Myth: If You Have Them, You Can Tell
It is commonly believed that varicose veins are very obvious, and are easily seen at the surface of your skin. However, these veins go far back into your body, and what you’re seeing may just be a small portion of a big picture. For people who have more muscle or fatty tissue on their legs, these veins can easily be hidden, leaving those suffering in the dark about the source of the associated pain.
However, today doctors commonly perform ultrasounds to check on the blood flow in your legs. This test uses high-frequency sound waves and is non-invasive. The use of this test allows doctors to see how blood is flowing through your veins. Another method that is less commonly used is the angiogram, during which a special dye is injected into your veins so that doctors can perform an x-ray test and see your blood flow.

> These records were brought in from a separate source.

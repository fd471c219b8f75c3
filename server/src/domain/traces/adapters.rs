//! Attribute adapters
//!
//! Each adapter reads the raw attribute bag of a span and feeds canonical
//! pairs into the shared [`SpanFeatures`]. The chain order is fixed:
//! native canonical keys first, then one adapter per vendor vocabulary.

use serde_json::{Map, Value as JsonValue};

use super::features::SpanFeatures;
use crate::data::types::{CANONICAL_PREFIX, RawSpan};
use crate::domain::semconv::{SemconvCodex, Vocabulary};
use crate::utils::json::{flatten, flatten_into};

/// Root key of a nested (unflattened) canonical bag: `{"ag": {...}}`.
const CANONICAL_ROOT: &str = "ag";

pub trait SpanAdapter: Send + Sync {
    fn name(&self) -> &'static str;
    fn process(&self, span: &RawSpan, features: &mut SpanFeatures);
}

/// Build the standard chain for a codex version.
pub fn default_chain(codex: &'static SemconvCodex) -> Vec<Box<dyn SpanAdapter>> {
    let mut chain: Vec<Box<dyn SpanAdapter>> = vec![Box::new(NativeAdapter)];
    for vocabulary in Vocabulary::ALL {
        chain.push(Box::new(VendorAdapter::new(vocabulary, codex)));
    }
    chain
}

fn is_canonical(key: &str) -> bool {
    key == CANONICAL_ROOT || key.starts_with(CANONICAL_PREFIX)
}

// ============================================================================
// NATIVE
// ============================================================================

/// Passes through attributes already in the `ag.*` namespace, dotted or
/// nested.
#[derive(Debug, Default)]
pub struct NativeAdapter;

impl SpanAdapter for NativeAdapter {
    fn name(&self) -> &'static str {
        "native"
    }

    fn process(&self, span: &RawSpan, features: &mut SpanFeatures) {
        let canonical: Map<String, JsonValue> = span
            .attributes
            .iter()
            .filter(|(key, _)| is_canonical(key))
            .map(|(key, value)| (key.clone(), value.clone()))
            .collect();

        for (key, value) in flatten(&canonical) {
            features.absorb(&key, value);
        }
    }
}

// ============================================================================
// VENDOR
// ============================================================================

/// Translates one vendor vocabulary through the semconv codex.
#[derive(Debug)]
pub struct VendorAdapter {
    vocabulary: Vocabulary,
    codex: &'static SemconvCodex,
}

impl VendorAdapter {
    pub fn new(vocabulary: Vocabulary, codex: &'static SemconvCodex) -> Self {
        Self { vocabulary, codex }
    }

    /// Returns whether a rule matched.
    fn translate(&self, span: &RawSpan, key: &str, value: &JsonValue, features: &mut SpanFeatures) -> bool {
        match self.codex.ingest(self.vocabulary, key, value) {
            Ok(Some((canonical, mapped))) => {
                features.absorb(&canonical, mapped);
                true
            }
            Ok(None) => false,
            Err(e) => {
                tracing::warn!(
                    span_id = %span.span_id,
                    vocabulary = %self.vocabulary,
                    error = %e,
                    "Dropping attribute"
                );
                true
            }
        }
    }
}

impl SpanAdapter for VendorAdapter {
    fn name(&self) -> &'static str {
        self.vocabulary.as_str()
    }

    fn process(&self, span: &RawSpan, features: &mut SpanFeatures) {
        if !self.codex.supports(self.vocabulary) {
            return;
        }
        for (key, value) in &span.attributes {
            if is_canonical(key) || self.translate(span, key, value, features) {
                continue;
            }
            // Nested producers: retry on the dotted leaves
            if matches!(value, JsonValue::Object(m) if !m.is_empty())
                || matches!(value, JsonValue::Array(a) if !a.is_empty())
            {
                let mut leaves = Map::new();
                flatten_into(&mut leaves, key, value);
                for (leaf, leaf_value) in &leaves {
                    self.translate(span, leaf, leaf_value, features);
                }
            }
        }
    }
}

Myth: Only Women Can Get Them
Yes, they are more common in women. No, they do not solely impact women. Nearly 15% of men will acquire varicose veins in their lifespan. The weight gain that is an onset of pregnancy leads to an increase in pressure on the legs, which can lead to varicose veins in pregnant women. However, some other common causes are heredity and pressure on the legs.

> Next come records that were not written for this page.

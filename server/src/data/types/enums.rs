//! Classification enums for span data
//!
//! Wire spellings follow OTLP conventions; every variant also accepts the
//! protobuf enum name (`SPAN_KIND_CLIENT`) and the short upper-case form.

use serde::{Deserialize, Serialize};

// ============================================================================
// STRUCTURAL ENUMS
// ============================================================================

/// OTLP span kind
#[derive(Debug, Clone, Copy, PartialEq, Eq, Hash, Serialize, Deserialize, Default)]
#[serde(rename_all = "lowercase")]
pub enum SpanKind {
    #[default]
    #[serde(
        alias = "INTERNAL",
        alias = "SPAN_KIND_INTERNAL",
        alias = "unspecified",
        alias = "UNSPECIFIED",
        alias = "SPAN_KIND_UNSPECIFIED"
    )]
    Internal,
    #[serde(alias = "SERVER", alias = "SPAN_KIND_SERVER")]
    Server,
    #[serde(alias = "CLIENT", alias = "SPAN_KIND_CLIENT")]
    Client,
    #[serde(alias = "PRODUCER", alias = "SPAN_KIND_PRODUCER")]
    Producer,
    #[serde(alias = "CONSUMER", alias = "SPAN_KIND_CONSUMER")]
    Consumer,
}

impl SpanKind {
    pub fn as_str(&self) -> &'static str {
        match self {
            Self::Internal => "internal",
            Self::Server => "server",
            Self::Client => "client",
            Self::Producer => "producer",
            Self::Consumer => "consumer",
        }
    }

    /// Map an OTLP protobuf enum value. Unspecified and unknown are internal.
    pub fn from_otlp(value: i32) -> Self {
        match value {
            2 => Self::Server,
            3 => Self::Client,
            4 => Self::Producer,
            5 => Self::Consumer,
            _ => Self::Internal,
        }
    }
}

/// OTLP status code
#[derive(Debug, Clone, Copy, PartialEq, Eq, Hash, Serialize, Deserialize, Default)]
#[serde(rename_all = "lowercase")]
pub enum StatusCode {
    #[default]
    #[serde(alias = "UNSET", alias = "STATUS_CODE_UNSET")]
    Unset,
    #[serde(alias = "OK", alias = "STATUS_CODE_OK")]
    Ok,
    #[serde(alias = "ERROR", alias = "STATUS_CODE_ERROR")]
    Error,
}

impl StatusCode {
    pub fn as_str(&self) -> &'static str {
        match self {
            Self::Unset => "unset",
            Self::Ok => "ok",
            Self::Error => "error",
        }
    }

    pub fn from_otlp(value: i32) -> Self {
        match value {
            1 => Self::Ok,
            2 => Self::Error,
            _ => Self::Unset,
        }
    }
}

// ============================================================================
// CLASSIFICATION ENUMS
// ============================================================================

/// Trace-level classification
#[derive(Debug, Clone, Copy, PartialEq, Eq, Serialize, Deserialize)]
#[serde(rename_all = "lowercase")]
pub enum TraceType {
    Invocation,
    Annotation,
}

impl TraceType {
    pub fn as_str(&self) -> &'static str {
        match self {
            Self::Invocation => "invocation",
            Self::Annotation => "annotation",
        }
    }

    pub fn parse(value: &str) -> Option<Self> {
        match value.trim().to_ascii_lowercase().as_str() {
            "invocation" => Some(Self::Invocation),
            "annotation" => Some(Self::Annotation),
            _ => None,
        }
    }
}

/// Span-level classification
#[derive(Debug, Clone, Copy, PartialEq, Eq, Serialize, Deserialize)]
#[serde(rename_all = "lowercase")]
pub enum SpanType {
    Agent,
    Workflow,
    Chain,
    Task,
    Tool,
    Embedding,
    Query,
    Completion,
    Chat,
    Rerank,
    Guardrail,
    Evaluator,
    Unknown,
}

impl SpanType {
    pub fn as_str(&self) -> &'static str {
        match self {
            Self::Agent => "agent",
            Self::Workflow => "workflow",
            Self::Chain => "chain",
            Self::Task => "task",
            Self::Tool => "tool",
            Self::Embedding => "embedding",
            Self::Query => "query",
            Self::Completion => "completion",
            Self::Chat => "chat",
            Self::Rerank => "rerank",
            Self::Guardrail => "guardrail",
            Self::Evaluator => "evaluator",
            Self::Unknown => "unknown",
        }
    }

    /// Parse a canonical span type name (case-insensitive).
    pub fn parse(value: &str) -> Option<Self> {
        let parsed = match value.trim().to_ascii_lowercase().as_str() {
            "agent" => Self::Agent,
            "workflow" => Self::Workflow,
            "chain" => Self::Chain,
            "task" => Self::Task,
            "tool" => Self::Tool,
            "embedding" => Self::Embedding,
            "query" => Self::Query,
            "completion" => Self::Completion,
            "chat" => Self::Chat,
            "rerank" => Self::Rerank,
            "guardrail" => Self::Guardrail,
            "evaluator" => Self::Evaluator,
            "unknown" => Self::Unknown,
            _ => return None,
        };
        Some(parsed)
    }
}

// ============================================================================
// FEATURE GROUPS
// ============================================================================

/// Top-level buckets canonical attributes are routed into.
#[derive(Debug, Clone, Copy, PartialEq, Eq, Hash)]
pub enum FeatureGroup {
    Data,
    Metrics,
    Meta,
    Refs,
    Tags,
    Type,
}

impl FeatureGroup {
    pub const ALL: [FeatureGroup; 6] = [
        Self::Data,
        Self::Metrics,
        Self::Meta,
        Self::Refs,
        Self::Tags,
        Self::Type,
    ];

    pub fn as_str(&self) -> &'static str {
        match self {
            Self::Data => "data",
            Self::Metrics => "metrics",
            Self::Meta => "meta",
            Self::Refs => "refs",
            Self::Tags => "tags",
            Self::Type => "type",
        }
    }

    /// Split a canonical key (`ag.<group>.<path>`) into its group and path.
    /// The path is empty when the key names the group itself.
    pub fn split_key(key: &str) -> Option<(Self, &str)> {
        let rest = key.strip_prefix(super::CANONICAL_PREFIX)?;
        let (group, path) = rest.split_once('.').unwrap_or((rest, ""));
        let group = Self::ALL.into_iter().find(|g| g.as_str() == group)?;
        Some((group, path))
    }
}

Myth: It Only Occurs at an Older Age
The varicose vein problem is primarily genetic. Patients as young as age 13 can be treated for this issue, and it can come at any age. The onset of varicose veins can also be from an increase in hormones, commonly impacting women in pregnancy and menopause.
The older you get, the greater the impact of varicose veins can be. Your veins degenerate, and if these remain untreated, they will become more painful.
If you are at a risk for varicose veins based on family history, consider visiting a specialist to see your risk and the current condition of your veins.
Myth: The Extent of Their Impact is Purely Cosmetic
If you notice your veins are more prominent, you may not give it much attention. They’re easy to cover up with makeup and seem to be harmless. However, most people with varicose veins will notice a dull pain in the legs, cramping, throbbing, and aching. Dryness of the skin may occur as well, leading to itchiness in the afflicted area.
A percentage of people with varicose veins may incur more serious complications, including ulcer formation, skin discolorations, and bleeding.
However, anyone who suffers from varicose veins is at risk for a severe type of blood clot, deep vein thrombosis. The best way to avoid these complications is to consult a doctor when you first notice signs of varicose veins or if you have a family history of the disease. Awareness of these potential risks can save you from a lot of trouble in the future.
Myth: Surgery is the Only Solution
While more severe cases require more intensive treatment, there are less invasive alternatives that will help reduce your varicose veins. Laser therapy and sclerotherapy can be performed by dermatologists. Some medications can be used to seal the veins, thus eliminating their presence.
The more intensive surgery, endothermal ablation, can be used to deliver heat to veins through a needle, which may be a more painful alternative. However, sedation is typically used for this process to make it less painful. You have an abundance of veins in your body that will continue to function even when the varicose veins are closed.
Myth: It’s Not Covered by Insurance
The reduction of varicose veins is not cosmetic surgery. Varicose veins are a serious medical problem and are addressed by insurance companies. The steps of the procedure are also typically covered, such as the initial consultation and the diagnosis. Because they have the potential to cause blood clots, ulcers, and potential heart failure, treatment is seen as necessary preventative medicine by insurance companies.
Myth: Treatment Causes Further Complications
With modern advancements in technology, varicose veins only resurface about 5% of the time, which should reduce concerns about future issues. The minimally invasive procedure rarely leaves scars, and only impairs you after surgery for a few days.
*Author is not a doctor and does not claim to offer medical advice. Any and all information in the is article should not be treated as such. Please consult your physician for further information.